"""
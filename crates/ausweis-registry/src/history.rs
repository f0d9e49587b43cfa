// SPDX-License-Identifier: PMPL-1.0-or-later
// Copyright (c) 2026 Jonathan D.A. Jewell (hyperpolymath) <jonathan.jewell@open.ac.uk>
//
// Session scan history — append-only log of verification attempts, read back
// newest-first.

use std::collections::VecDeque;
use std::sync::{Mutex, MutexGuard, PoisonError};

use ausweis_core::config::HistoryRetention;
use ausweis_core::types::ScanEntry;
use serde::Serialize;
use tracing::{debug, instrument};

/// Append-only log of verification attempts for one session.
///
/// Appends are O(1) amortized and safe from several threads at once. Under
/// [`HistoryRetention::Capped`] the oldest entry is evicted once the cap is
/// reached; entries are otherwise never removed or modified.
#[derive(Debug)]
pub struct ScanHistory {
    entries: Mutex<VecDeque<ScanEntry>>,
    retention: HistoryRetention,
}

impl Default for ScanHistory {
    fn default() -> Self {
        Self::new(HistoryRetention::default())
    }
}

impl ScanHistory {
    /// `Capped(0)` is treated as `Capped(1)`.
    pub fn new(retention: HistoryRetention) -> Self {
        let retention = match retention {
            HistoryRetention::Capped(0) => HistoryRetention::Capped(1),
            other => other,
        };
        let entries = match retention {
            HistoryRetention::Capped(cap) => VecDeque::with_capacity(cap.min(1024)),
            HistoryRetention::Unbounded => VecDeque::new(),
        };
        Self {
            entries: Mutex::new(entries),
            retention,
        }
    }

    pub fn unbounded() -> Self {
        Self::new(HistoryRetention::Unbounded)
    }

    pub fn retention(&self) -> HistoryRetention {
        self.retention
    }

    /// Append an attempt.
    #[instrument(skip_all, fields(number = entry.document_number.as_ref().map(|n| n.as_str())))]
    pub fn record(&self, entry: ScanEntry) {
        let mut entries = self.lock();
        if let HistoryRetention::Capped(cap) = self.retention {
            while entries.len() >= cap {
                entries.pop_front();
            }
        }
        entries.push_back(entry);
        debug!(len = entries.len(), "scan recorded");
    }

    /// Up to `n` most recent entries, newest first.
    ///
    /// The result is a snapshot: later appends do not change it, and it can
    /// be iterated any number of times.
    pub fn recent(&self, n: usize) -> RecentScans {
        let entries = self.lock();
        RecentScans {
            entries: entries.iter().rev().take(n).cloned().collect(),
        }
    }

    pub fn len(&self) -> usize {
        self.lock().len()
    }

    pub fn is_empty(&self) -> bool {
        self.lock().is_empty()
    }

    // A panic in another appender cannot leave the deque half-written, so a
    // poisoned lock is still safe to use.
    fn lock(&self) -> MutexGuard<'_, VecDeque<ScanEntry>> {
        self.entries.lock().unwrap_or_else(PoisonError::into_inner)
    }
}

/// Newest-first snapshot returned by [`ScanHistory::recent`].
#[derive(Debug, Clone, PartialEq, Eq, Serialize)]
#[serde(transparent)]
pub struct RecentScans {
    entries: Vec<ScanEntry>,
}

impl RecentScans {
    pub fn iter(&self) -> std::slice::Iter<'_, ScanEntry> {
        self.entries.iter()
    }

    pub fn len(&self) -> usize {
        self.entries.len()
    }

    pub fn is_empty(&self) -> bool {
        self.entries.is_empty()
    }

    pub fn as_slice(&self) -> &[ScanEntry] {
        &self.entries
    }
}

impl<'a> IntoIterator for &'a RecentScans {
    type Item = &'a ScanEntry;
    type IntoIter = std::slice::Iter<'a, ScanEntry>;

    fn into_iter(self) -> Self::IntoIter {
        self.entries.iter()
    }
}

impl IntoIterator for RecentScans {
    type Item = ScanEntry;
    type IntoIter = std::vec::IntoIter<ScanEntry>;

    fn into_iter(self) -> Self::IntoIter {
        self.entries.into_iter()
    }
}
// SPDX-License-Identifier: PMPL-1.0-or-later
// Copyright (c) 2026 Jonathan D.A. Jewell (hyperpolymath) <jonathan.jewell@open.ac.uk>
//
// Record verification and grace-period policy.

use ausweis_core::error::Result;
use ausweis_core::types::{DocumentNumber, LicenseStatus, VerificationResult};
use chrono::{DateTime, Duration, Utc};
use tracing::{info, instrument, warn};

use crate::store::AuthorityStore;

/// Length of the grace window granted to expired or unregistered documents.
pub const DEFAULT_GRACE_DAYS: u32 = 7;

/// Classifies a candidate document number against an authority store.
///
/// Any non-valid outcome (expired record, no record) is granted a grace
/// window starting at the moment of the attempt. The verifier only reports
/// the deadline; enforcing it is the consumer's job.
pub struct RecordVerifier<S> {
    store: S,
    grace_period: Duration,
}

impl<S: AuthorityStore> RecordVerifier<S> {
    /// Verifier with the default 7-day grace window.
    pub fn new(store: S) -> Self {
        Self::with_grace_days(store, DEFAULT_GRACE_DAYS)
    }

    pub fn with_grace_days(store: S, days: u32) -> Self {
        Self {
            store,
            grace_period: Duration::days(i64::from(days)),
        }
    }

    pub fn grace_period(&self) -> Duration {
        self.grace_period
    }

    pub fn store(&self) -> &S {
        &self.store
    }

    /// Verify a candidate at `now`.
    ///
    /// One synchronous lookup, no retries. `Err` means the store could not
    /// answer ([`StoreUnavailable`](ausweis_core::AusweisError::StoreUnavailable));
    /// it affects this call only.
    #[instrument(skip(self, candidate), fields(candidate = candidate.map(DocumentNumber::as_str)))]
    pub fn verify(
        &self,
        candidate: Option<&DocumentNumber>,
        now: DateTime<Utc>,
    ) -> Result<VerificationResult> {
        let Some(number) = candidate else {
            info!("No candidate; extraction failed");
            return Ok(VerificationResult::ExtractionFailed);
        };

        let result = match self.store.lookup(number)? {
            Some(record) => match record.status {
                LicenseStatus::Valid => VerificationResult::Verified { record },
                LicenseStatus::Expired => VerificationResult::ExpiredWithGrace {
                    record,
                    grace_deadline: self.grace_deadline(now),
                },
            },
            None => VerificationResult::UnknownWithGrace {
                grace_deadline: self.grace_deadline(now),
            },
        };

        info!(outcome = result.label(), "Verification complete");
        Ok(result)
    }

    fn grace_deadline(&self, now: DateTime<Utc>) -> DateTime<Utc> {
        now.checked_add_signed(self.grace_period).unwrap_or_else(|| {
            warn!(%now, "Grace deadline out of range; clamping");
            DateTime::<Utc>::MAX_UTC
        })
    }
}
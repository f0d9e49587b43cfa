// SPDX-License-Identifier: PMPL-1.0-or-later
// Copyright (c) 2026 Jonathan D.A. Jewell (hyperpolymath) <jonathan.jewell@open.ac.uk>
//
// Platform-agnostic capture abstraction.

use ausweis_core::error::Result;
use image::DynamicImage;

/// Something that hands out raw colour frames on request.
pub trait FrameSource {
    /// Capture the next frame.
    ///
    /// Returns `Ok(None)` if the operator cancelled or the source is
    /// exhausted. Timeouts are the implementation's responsibility.
    fn capture_frame(&mut self) -> Result<Option<DynamicImage>>;

    /// Short label for logs and messages (file name, device name).
    fn describe(&self) -> String;
}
"""
» **Your objective**: On how many lines of the listing does the string "struct" occur? Give the number by itself.

» **Solution to this task**: 3